YOUR TASK:
Print the records below from the first line through the line containing "Medication: formulary entries", both included, word for word.

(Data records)
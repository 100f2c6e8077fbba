use thiserror::Error;

/// Errors raised while converting between FHIR JSON and typed wire resources
#[derive(Debug, Error)]
pub enum MappingError {
    #[error("Failed to decode {resource_type}: {source}")]
    Decode {
        resource_type: &'static str,
        #[source]
        source: serde_json::Error,
    },

    #[error("Expected resourceType '{expected}', got '{found}'")]
    UnexpectedResourceType {
        expected: &'static str,
        found: String,
    },

    #[error("{0} resource has no id")]
    MissingId(&'static str),
}
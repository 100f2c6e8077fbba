//! Medication: formulary entries

use serde::{Deserialize, Serialize};

use crate::codes::{CodeTable, systems};
use crate::datatypes::{CodeableConcept, non_empty};
use crate::date::{self, DateLike};
use crate::mapper::ResourceMapper;
use crate::resource::fhir_resource;
use crate::search::SearchParams;

pub const DEFAULT_STATUS: &str = "active";

pub const STATUS: CodeTable = CodeTable::new(
    "http://hl7.org/fhir/CodeSystem/medication-status",
    &[
        ("active", "Active"),
        ("inactive", "Inactive"),
        ("entered-in-error", "Entered in Error"),
    ],
);

pub const DOSE_FORM: CodeTable = CodeTable::new(
    systems::SNOMED,
    &[
        ("385055001", "Tablet"),
        ("385049006", "Capsule"),
        ("385023001", "Oral solution"),
        ("385024007", "Oral suspension"),
        ("385219001", "Solution for injection"),
        ("385101003", "Ointment"),
        ("385099005", "Cream"),
        ("421720008", "Spray"),
        ("420699003", "Inhalation powder"),
    ],
);

/// FHIR Medication resource
#[derive(Debug, Clone, Default, Serialize, Deserialize, PartialEq)]
#[serde(rename_all = "camelCase")]
pub struct Medication {
    #[serde(skip_serializing_if = "Option::is_none")]
    pub id: Option<String>,

    #[serde(skip_serializing_if = "Option::is_none")]
    pub code: Option<CodeableConcept>,

    #[serde(skip_serializing_if = "Option::is_none")]
    pub status: Option<String>,

    #[serde(skip_serializing_if = "Option::is_none")]
    pub dose_form: Option<CodeableConcept>,

    #[serde(skip_serializing_if = "Option::is_none")]
    pub batch: Option<MedicationBatch>,
}

fhir_resource!(Medication, "Medication");

#[derive(Debug, Clone, Default, Serialize, Deserialize, PartialEq)]
#[serde(rename_all = "camelCase")]
pub struct MedicationBatch {
    #[serde(skip_serializing_if = "Option::is_none")]
    pub lot_number: Option<String>,

    #[serde(skip_serializing_if = "Option::is_none")]
    pub expiration_date: Option<String>,
}

#[derive(Debug, Clone, Default, Serialize, Deserialize, PartialEq)]
#[serde(rename_all = "camelCase")]
pub struct MedicationRecord {
    #[serde(skip_serializing_if = "Option::is_none")]
    pub id: Option<String>,
    pub code: String,
    pub code_display: String,
    pub code_system: String,
    pub status: String,
    /// SNOMED dose form code
    pub dose_form: String,
    pub lot_number: String,
    pub expiration_date: String,
}

impl MedicationRecord {
    pub fn with_expiration_date(mut self, value: impl DateLike) -> Self {
        self.expiration_date = value.to_iso_date();
        self
    }
}

#[derive(Debug, Clone, Default, Serialize, Deserialize, PartialEq)]
#[serde(rename_all = "camelCase")]
pub struct MedicationFilters {
    /// Free-text search over the medication code
    pub search: Option<String>,
    pub code: Option<String>,
    pub status: Option<String>,
    pub dose_form: Option<String>,
    pub lot_number: Option<String>,
}

pub struct MedicationMapper;

impl ResourceMapper for MedicationMapper {
    type Wire = Medication;
    type Record = MedicationRecord;
    type Filters = MedicationFilters;

    const SORT_FIELDS: &'static [(&'static str, &'static str)] = &[
        ("codeDisplay", "code"),
        ("doseForm", "form"),
        ("lotNumber", "lot-number"),
        ("expirationDate", "expiration-date"),
    ];

    fn from_wire(wire: &Medication) -> MedicationRecord {
        let code = wire.code.as_ref();
        let batch = wire.batch.as_ref();

        MedicationRecord {
            id: wire.id.clone(),
            code: code.map(|c| c.code().to_string()).unwrap_or_default(),
            code_display: code.map(|c| c.display().to_string()).unwrap_or_default(),
            code_system: code.map(|c| c.system().to_string()).unwrap_or_default(),
            status: wire.status.clone().unwrap_or_default(),
            dose_form: wire
                .dose_form
                .as_ref()
                .map(|c| c.code().to_string())
                .unwrap_or_default(),
            lot_number: batch.and_then(|b| b.lot_number.clone()).unwrap_or_default(),
            expiration_date: date::app_date(batch.and_then(|b| b.expiration_date.as_deref())),
        }
    }

    fn to_wire(record: &MedicationRecord) -> Medication {
        let code = if record.code.trim().is_empty() && record.code_display.trim().is_empty() {
            None
        } else {
            let system = non_empty(&record.code_system);
            Some(CodeableConcept::single(
                system.as_deref().unwrap_or(systems::RXNORM),
                &record.code,
                Some(record.code_display.as_str()),
            ))
        };

        let batch = MedicationBatch {
            lot_number: non_empty(&record.lot_number),
            expiration_date: date::format_date(&record.expiration_date),
        };

        Medication {
            id: record.id.as_deref().and_then(non_empty),
            code,
            status: Some(non_empty(&record.status).unwrap_or_else(|| DEFAULT_STATUS.to_string())),
            dose_form: DOSE_FORM.optional_concept(&record.dose_form),
            batch: (batch != MedicationBatch::default()).then_some(batch),
        }
    }

    fn to_filter_params(filters: &MedicationFilters) -> SearchParams {
        let mut params = SearchParams::new();
        params.push_opt("code:text", filters.search.as_deref());
        params.push_opt("code", filters.code.as_deref());
        params.push_opt("status", filters.status.as_deref());
        params.push_opt("form", filters.dose_form.as_deref());
        params.push_opt("lot-number", filters.lot_number.as_deref());
        params
    }

    fn record_id(record: &MedicationRecord) -> Option<&str> {
        record.id.as_deref()
    }
}
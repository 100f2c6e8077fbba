//! Cache-integration client
//!
//! [`FhirApi`] wraps [`FhirClient`] and never fails: every transport or
//! mapping error comes back as [`QueryResult::Error`], ready to be stored
//! by the query layer next to successful results.

use emr_core::{Bundle, MappingError};
use serde::{Deserialize, Serialize};
use serde_json::Value as JsonValue;

use crate::client::{FhirClient, ReadRequest, SearchRequest, SearchResult};
use crate::error::ClientError;

/// `{"data": ...}` or `{"error": ...}`
#[derive(Debug, Clone, PartialEq, Serialize, Deserialize)]
#[serde(rename_all = "lowercase")]
pub enum QueryResult<T> {
    Data(T),
    Error(QueryError),
}

#[derive(Debug, Clone, Copy, PartialEq, Eq, Serialize, Deserialize)]
#[serde(rename_all = "kebab-case")]
pub enum QueryErrorKind {
    Transport,
    Status,
    Decode,
    NotFound,
    InvalidRequest,
    Mapping,
}

#[derive(Debug, Clone, PartialEq, Eq, Serialize, Deserialize)]
pub struct QueryError {
    pub kind: QueryErrorKind,
    #[serde(skip_serializing_if = "Option::is_none")]
    pub status: Option<u16>,
    pub message: String,
}

impl From<ClientError> for QueryError {
    fn from(err: ClientError) -> Self {
        let kind = match &err {
            ClientError::Http(_) | ClientError::Network(_) => QueryErrorKind::Transport,
            ClientError::Status { .. } => QueryErrorKind::Status,
            ClientError::Decode(_) => QueryErrorKind::Decode,
            ClientError::NotFound(_) => QueryErrorKind::NotFound,
            ClientError::InvalidRequest(_) => QueryErrorKind::InvalidRequest,
            ClientError::Mapping(_) => QueryErrorKind::Mapping,
        };

        QueryError {
            kind,
            status: err.status(),
            message: err.to_string(),
        }
    }
}

impl<T> QueryResult<T> {
    pub fn is_data(&self) -> bool {
        matches!(self, QueryResult::Data(_))
    }

    pub fn is_error(&self) -> bool {
        matches!(self, QueryResult::Error(_))
    }

    pub fn data(&self) -> Option<&T> {
        match self {
            QueryResult::Data(data) => Some(data),
            QueryResult::Error(_) => None,
        }
    }

    pub fn error(&self) -> Option<&QueryError> {
        match self {
            QueryResult::Data(_) => None,
            QueryResult::Error(err) => Some(err),
        }
    }

    pub fn into_result(self) -> Result<T, QueryError> {
        match self {
            QueryResult::Data(data) => Ok(data),
            QueryResult::Error(err) => Err(err),
        }
    }

    pub fn map<U>(self, f: impl FnOnce(T) -> U) -> QueryResult<U> {
        match self {
            QueryResult::Data(data) => QueryResult::Data(f(data)),
            QueryResult::Error(err) => QueryResult::Error(err),
        }
    }
}

impl<T> From<Result<T, ClientError>> for QueryResult<T> {
    fn from(result: Result<T, ClientError>) -> Self {
        match result {
            Ok(data) => QueryResult::Data(data),
            Err(err) => {
                tracing::warn!(error = %err, "Query failed");
                QueryResult::Error(err.into())
            }
        }
    }
}

/// Result-returning facade over [`FhirClient`], applying caller-supplied
/// wire/app mapper functions
#[derive(Clone)]
pub struct FhirApi {
    client: FhirClient,
}

impl FhirApi {
    pub fn new(client: FhirClient) -> Self {
        Self { client }
    }

    pub fn client(&self) -> &FhirClient {
        &self.client
    }

    pub async fn search<T, F>(&self, request: &SearchRequest, map_fn: F) -> QueryResult<T>
    where
        F: FnOnce(SearchResult) -> Result<T, MappingError>,
    {
        let result = async {
            let found = self.client.search(request).await?;
            Ok::<_, ClientError>(map_fn(found)?)
        };
        result.await.into()
    }

    pub async fn get_by_id<T, F>(&self, request: &ReadRequest, map_fn: F) -> QueryResult<T>
    where
        F: FnOnce(JsonValue) -> Result<T, MappingError>,
    {
        let result = async {
            let resource = self.client.get_by_id(request).await?;
            Ok::<_, ClientError>(map_fn(resource)?)
        };
        result.await.into()
    }

    pub async fn create<B, T, Req, Res>(
        &self,
        body: B,
        map_req_fn: Req,
        map_res_fn: Res,
    ) -> QueryResult<T>
    where
        Req: FnOnce(B) -> Result<JsonValue, MappingError>,
        Res: FnOnce(JsonValue) -> Result<T, MappingError>,
    {
        let result = async {
            let created = self.client.create(map_req_fn(body)?).await?;
            Ok::<_, ClientError>(map_res_fn(created)?)
        };
        result.await.into()
    }

    pub async fn update<B, T, Req, Res>(
        &self,
        body: B,
        map_req_fn: Req,
        map_res_fn: Res,
    ) -> QueryResult<T>
    where
        Req: FnOnce(B) -> Result<JsonValue, MappingError>,
        Res: FnOnce(JsonValue) -> Result<T, MappingError>,
    {
        let result = async {
            let updated = self.client.update(map_req_fn(body)?).await?;
            Ok::<_, ClientError>(map_res_fn(updated)?)
        };
        result.await.into()
    }

    pub async fn delete(&self, resource_type: &str, resource_id: &str) -> QueryResult<()> {
        self.client.delete(resource_type, resource_id).await.into()
    }

    pub async fn post_bundle(&self, bundle: &Bundle) -> QueryResult<Bundle> {
        self.client.post_bundle(bundle).await.into()
    }
}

ANSWER SECTION:
repository 100f2c6e8077fbba
use thiserror::Error;

/// Errors raised while converting between FHIR JSON and typed wire resources
#[derive(Debug, Error)]
pub enum MappingError {
    #[error("Failed to decode {resource_type}: {source}")]
    Decode {
        resource_type: &'static str,
        #[source]
        source: serde_json::Error,
    },

    #[error("Expected resourceType '{expected}', got '{found}'")]
    UnexpectedResourceType {
        expected: &'static str,
        found: String,
    },

    #[error("{0} resource has no id")]
    MissingId(&'static str),
}
repository 100f2c6e8077fbba
//! Medication: formulary entries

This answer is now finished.